Flash Airlines Flight 604 was a charter flight provided by Egyptian private charter company Flash Airlines. On 3 January 2004, the Boeing 737-300 that was operating the route crashed into the Red Sea shortly after takeoff from Sharm El Sheikh International Airport, killing all 135 passengers, most of whom were French tourists, and all thirteen crew members.[1] The findings of the crash investigation were controversial, with accident investigators from the different countries involved unable to agree on the cause of the accident.

Flight 604 was the deadliest air disaster in Egypt until it was surpassed almost twelve years later by the bombing of Metrojet Flight 9268.[2][3] It remains the deadliest accident involving a 737 Classic aircraft.[4]

History of the flight[edit]

Aircraft and crew[edit]

The aircraft involved in the accident in 1992, while still in service with TACA

The accident airplane was a Boeing 737-3Q8 powered by two CFM56-3 engines. It was built and delivered to TACA International Airlines as N373TA in October 1992, and had been operated by Flash Airlines since June 2001. At the time of the accident it had accumulated 25,603 flight hours and 17,976 cycles of takeoffs and landings.[5]

The captain of Flight 604 was 53-year-old Khadr Abdullah[6] (referred to as Mohammed Khedr in a Times Online article).[7] He was a highly respected pilot who had accrued almost 7,500 hours of flight time, including 474 hours on the Boeing 737. The first officer was 25-year-old Amr Al-Shaafei[8][9] who had fewer than 800 hours of flying experience, with only 242 of them on the Boeing 737. 42-year-old Ashraf Abdelhamid, who was training as a first officer and had experience flying corporate jets, sat in the cockpit with the pilot and co-pilot.[8] Though Egyptian, Abdelhamid also held Canadian and U.S. citizenship.[10][11]

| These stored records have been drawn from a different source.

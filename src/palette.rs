//! Color selection for the perturbation overlays.

use orbit_view_config::Palette;

use crate::Color;
use crate::scene::ShadowCondition;

/// Contributor that dominates the combined third-body gravity vector.
#[derive(Debug, Clone, Copy, PartialEq, Eq)]
pub enum GravitySource {
    Lunar,
    Solar,
}

impl GravitySource {
    /// Larger magnitude wins; ties go to the moon.
    pub fn dominant(lunar_magnitude: f64, solar_magnitude: f64) -> Self {
        if lunar_magnitude >= solar_magnitude || solar_magnitude.is_nan() {
            GravitySource::Lunar
        } else {
            GravitySource::Solar
        }
    }

    pub const fn label(self) -> &'static str {
        match self {
            GravitySource::Lunar => "Lunar a",
            GravitySource::Solar => "Solar a",
        }
    }

    pub fn color(self, palette: &Palette) -> Color {
        match self {
            GravitySource::Lunar => palette.lunar,
            GravitySource::Solar => palette.solar,
        }
    }
}

/// SRP arrow color for a shadow state.
pub fn shadow_color(shadow: ShadowCondition, palette: &Palette) -> Color {
    match shadow {
        ShadowCondition::DirectSunlight => palette.srp_direct,
        ShadowCondition::Penumbra => palette.srp_penumbra,
        ShadowCondition::Umbral => palette.srp_umbral,
    }
}
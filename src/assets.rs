//! Best-effort raster loading for body and satellite sprites.

use std::path::{Path, PathBuf};

use thiserror::Error;

use crate::scene::RasterImage;

#[derive(Debug, Error)]
pub enum AssetError {
    #[error("image not found at {0}")]
    Missing(PathBuf),
    #[error("failed to decode image {path}: {source}")]
    Decode {
        path: PathBuf,
        #[source]
        source: image::ImageError,
    },
    #[error("image {0} has no pixels")]
    Empty(PathBuf),
}

/// Load and decode an image into RGBA.
pub fn load_image(path: &Path) -> Result<RasterImage, AssetError> {
    if !path.exists() {
        return Err(AssetError::Missing(path.to_path_buf()));
    }
    let decoded = image::open(path)
        .map_err(|source| AssetError::Decode {
            path: path.to_path_buf(),
            source,
        })?
        .to_rgba8();
    let (width, height) = decoded.dimensions();
    RasterImage::from_rgba(width, height, decoded.into_raw())
        .ok_or_else(|| AssetError::Empty(path.to_path_buf()))
}

/// Load an image, logging and swallowing any failure so callers can fall back
/// to vector drawing.
pub fn load_optional(path: &Path) -> Option<RasterImage> {
    match load_image(path) {
        Ok(image) => {
            log::debug!(
                "loaded sprite {} ({}x{})",
                path.display(),
                image.width,
                image.height
            );
            Some(image)
        }
        Err(err) => {
            log::warn!("{err}; drawing vector shape instead");
            None
        }
    }
}
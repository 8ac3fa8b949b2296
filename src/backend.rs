//! `plotters` bitmap implementation of [`Canvas`].

use std::path::Path;

use plotters::coord::Shift;
use plotters::prelude::{
    BitMapBackend, Circle, DrawingArea, DrawingBackend, FontDesc, FontFamily, FontStyle,
    IntoDrawingArea, PathElement, RGBAColor, RGBColor, Rectangle, ShapeStyle, Text,
};
use plotters::style::Color as _;
use plotters::style::text_anchor::{HPos, Pos, VPos};

use crate::canvas::{Canvas, CanvasError, HAlign, Point};
use crate::render::{RenderError, Renderer};
use crate::scene::{RasterImage, Simulation};

fn rgb(color: crate::Color) -> RGBColor {
    RGBColor(color.0, color.1, color.2)
}

fn px(point: Point) -> (i32, i32) {
    (point.0.round() as i32, point.1.round() as i32)
}

fn backend_error(err: impl std::fmt::Display) -> CanvasError {
    CanvasError::Backend(err.to_string())
}

/// Platform default sans-serif family.
pub fn select_font_family() -> FontFamily<'static> {
    if cfg!(target_os = "macos") {
        FontFamily::Name("Helvetica")
    } else if cfg!(target_os = "windows") {
        FontFamily::Name("Arial")
    } else {
        FontFamily::Name("DejaVu Sans")
    }
}

/// Canvas over a `plotters` drawing area.
pub struct PlottersCanvas<DB: DrawingBackend> {
    area: DrawingArea<DB, Shift>,
    font: FontFamily<'static>,
}

impl<DB: DrawingBackend> PlottersCanvas<DB> {
    pub fn new(area: DrawingArea<DB, Shift>) -> Self {
        Self {
            area,
            font: select_font_family(),
        }
    }

    /// Paint the whole area with `color`.
    pub fn clear(&mut self, color: crate::Color) -> Result<(), CanvasError> {
        self.area.fill(&rgb(color)).map_err(backend_error)
    }

    /// Flush pending drawing to the backend.
    pub fn present(&self) -> Result<(), CanvasError> {
        self.area.present().map_err(backend_error)
    }
}

impl<DB: DrawingBackend> Canvas for PlottersCanvas<DB> {
    fn size(&self) -> (u32, u32) {
        self.area.dim_in_pixel()
    }

    fn fill_circle(
        &mut self,
        center: Point,
        radius: f64,
        color: crate::Color,
    ) -> Result<(), CanvasError> {
        let r = radius.round().max(1.0) as i32;
        self.area
            .draw(&Circle::new(px(center), r, rgb(color).filled()))
            .map_err(backend_error)
    }

    fn stroke_circle(
        &mut self,
        center: Point,
        radius: f64,
        color: crate::Color,
    ) -> Result<(), CanvasError> {
        let r = radius.round().max(1.0) as i32;
        self.area
            .draw(&Circle::new(
                px(center),
                r,
                ShapeStyle::from(&rgb(color)).stroke_width(1),
            ))
            .map_err(backend_error)
    }

    fn line(
        &mut self,
        from: Point,
        to: Point,
        color: crate::Color,
        width: u32,
    ) -> Result<(), CanvasError> {
        self.area
            .draw(&PathElement::new(
                vec![px(from), px(to)],
                ShapeStyle::from(&rgb(color)).stroke_width(width),
            ))
            .map_err(backend_error)
    }

    fn polyline(&mut self, points: &[Point], color: crate::Color) -> Result<(), CanvasError> {
        if points.len() < 2 {
            return Ok(());
        }
        let path: Vec<(i32, i32)> = points.iter().copied().map(px).collect();
        self.area
            .draw(&PathElement::new(
                path,
                ShapeStyle::from(&rgb(color)).stroke_width(1),
            ))
            .map_err(backend_error)
    }

    fn text(
        &mut self,
        text: &str,
        at: Point,
        align: HAlign,
        size_px: f64,
        color: crate::Color,
    ) -> Result<(), CanvasError> {
        let h = match align {
            HAlign::Left => HPos::Left,
            HAlign::Right => HPos::Right,
        };
        let style = FontDesc::new(self.font, size_px, FontStyle::Normal)
            .color(&rgb(color))
            .pos(Pos::new(h, VPos::Center));
        // Missing system fonts must not cost the whole frame.
        if let Err(err) = self
            .area
            .draw(&Text::new(text.to_string(), px(at), style))
        {
            log::warn!("skipping label '{text}': {err}");
        }
        Ok(())
    }

    fn image(
        &mut self,
        image: &RasterImage,
        center: Point,
        diameter_px: f64,
    ) -> Result<(), CanvasError> {
        if !(diameter_px.is_finite() && diameter_px > 0.0) {
            return Ok(());
        }
        let (canvas_w, canvas_h) = self.area.dim_in_pixel();
        let longest = image.width.max(image.height) as f64;
        let factor = diameter_px / longest;
        let w = (image.width as f64 * factor).round().max(1.0) as i32;
        let h = (image.height as f64 * factor).round().max(1.0) as i32;
        let (cx, cy) = px(center);
        let (x0, y0) = (cx - w / 2, cy - h / 2);

        // Source column for every on-canvas destination column.
        let columns: Vec<(i32, u32)> = (0..w)
            .map(|dx| (x0 + dx, (dx as f64 / factor) as u32))
            .filter(|(x, _)| (0..canvas_w as i32).contains(x))
            .collect();
        for dy in 0..h {
            let y = y0 + dy;
            if !(0..canvas_h as i32).contains(&y) {
                continue;
            }
            let sy = (dy as f64 / factor) as u32;
            let mut run: Option<(i32, i32, [u8; 4])> = None;
            for &(x, sx) in &columns {
                let rgba = image.pixel(sx, sy);
                run = match run {
                    Some((start, _, current)) if current == rgba => Some((start, x, current)),
                    previous => {
                        if let Some(span) = previous {
                            self.fill_span(y, span)?;
                        }
                        Some((x, x, rgba))
                    }
                };
            }
            if let Some(span) = run {
                self.fill_span(y, span)?;
            }
        }
        Ok(())
    }
}

impl<DB: DrawingBackend> PlottersCanvas<DB> {
    /// One horizontal run of identical sprite pixels on row `y`.
    fn fill_span(
        &self,
        y: i32,
        (start, end, rgba): (i32, i32, [u8; 4]),
    ) -> Result<(), CanvasError> {
        let [r, g, b, a] = rgba;
        if a == 0 {
            return Ok(());
        }
        let color = RGBAColor(r, g, b, a as f64 / 255.0);
        if start == end {
            return self
                .area
                .draw_pixel((start, y), &color)
                .map_err(backend_error);
        }
        self.area
            .draw(&Rectangle::new([(start, y), (end, y)], color.filled()))
            .map_err(backend_error)
    }
}

/// Render one frame of `simulation` to a PNG at `path`, centered on the canvas.
pub fn render_png<S: Simulation>(
    renderer: &Renderer<'_, S>,
    path: &Path,
    size: (u32, u32),
    scale: f64,
    zoom: f64,
) -> Result<(), RenderError> {
    let area = BitMapBackend::new(path, size).into_drawing_area();
    let mut canvas = PlottersCanvas::new(area);
    canvas.clear(renderer.settings().palette.background)?;
    renderer.render(
        &mut canvas,
        size.0 as f64 / 2.0,
        size.1 as f64 / 2.0,
        scale,
        zoom,
    )?;
    canvas.present()?;
    Ok(())
}
use orbit_view_config::RenderSettings;

use crate::canvas::{Canvas, CanvasError, HAlign};
use crate::palette::shadow_color;
use crate::scene::{EffectFlags, ShadowCondition};

const MARGIN_PX: f64 = 10.0;
const SWATCH_PX: f64 = 18.0;

/// Top-left key of the enabled overlays. `shadow` is only known when SRP is on.
pub(super) fn draw_legend<C: Canvas + ?Sized>(
    canvas: &mut C,
    effects: EffectFlags,
    shadow: Option<ShadowCondition>,
    settings: &RenderSettings,
) -> Result<(), CanvasError> {
    let palette = &settings.palette;
    let mut entries = Vec::new();
    if effects.lunar {
        entries.push(("Lunar gravity".to_string(), palette.lunar));
    }
    if effects.solar {
        entries.push(("Solar gravity".to_string(), palette.solar));
    }
    if effects.drag {
        entries.push(("Drag".to_string(), palette.drag));
    }
    if effects.j2 {
        entries.push(("J2".to_string(), palette.j2));
    }
    if let Some(shadow) = shadow.filter(|_| effects.srp) {
        entries.push((
            format!("SRP ({})", shadow.label()),
            shadow_color(shadow, palette),
        ));
    }

    for (row, (label, color)) in entries.iter().enumerate() {
        let y = MARGIN_PX + settings.line_height_px * (row as f64 + 0.5);
        canvas.line(
            (MARGIN_PX, y),
            (MARGIN_PX + SWATCH_PX, y),
            *color,
            settings.arrow.stroke_width,
        )?;
        canvas.text(
            label,
            (MARGIN_PX + SWATCH_PX + 6.0, y),
            HAlign::Left,
            settings.font_size_px,
            palette.label,
        )?;
    }
    Ok(())
}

Most of the passengers were French tourists from the Paris metropolitan area. A provisional passenger list, dated 5 January 2004, stated that twelve entire French families had boarded the flight.[12] Members of seventeen families appeared at Charles de Gaulle Airport to meet passengers off the flight; this gave an indication to the airport staff that entire families had died on Flight 604.[13][14]

Country of origin Passengers Crew Total
Egypt0 13 13
France132 0 132
Morocco2 0 2
United States1 0 1
Total 135 13 148


The aircraft departed from Sharm El Sheikh International Airport at 04:42 EET (02:42 UTC) on 3 January 2004. After taking off, it made a right turn to intercept the airport's VOR system, and the autopilot was then engaged. Shortly afterwards, however, Captain Abdullah made an unintelligible exclamation and the autopilot abruptly disconnected (this might have been an intentional action by the pilots or it may have happened automatically). At this point the aircraft entered a right bank of 40 degrees. When the bank reached 50 degrees, First Officer Al-Shaafei called out "overbank," indicating that the aircraft's bank was becoming dangerous. The bank angle increased rapidly until it reached 111 degrees at which point the aircraft entered a stall. It crashed into the Red Sea at 04:45 EET (02:45 UTC), just three minutes after takeoff, at a speed of 412 knots (474 mph) at a right bank angle of 24 degrees and at a nose-down angle of 24 degrees. All 148 people on board perished.[1]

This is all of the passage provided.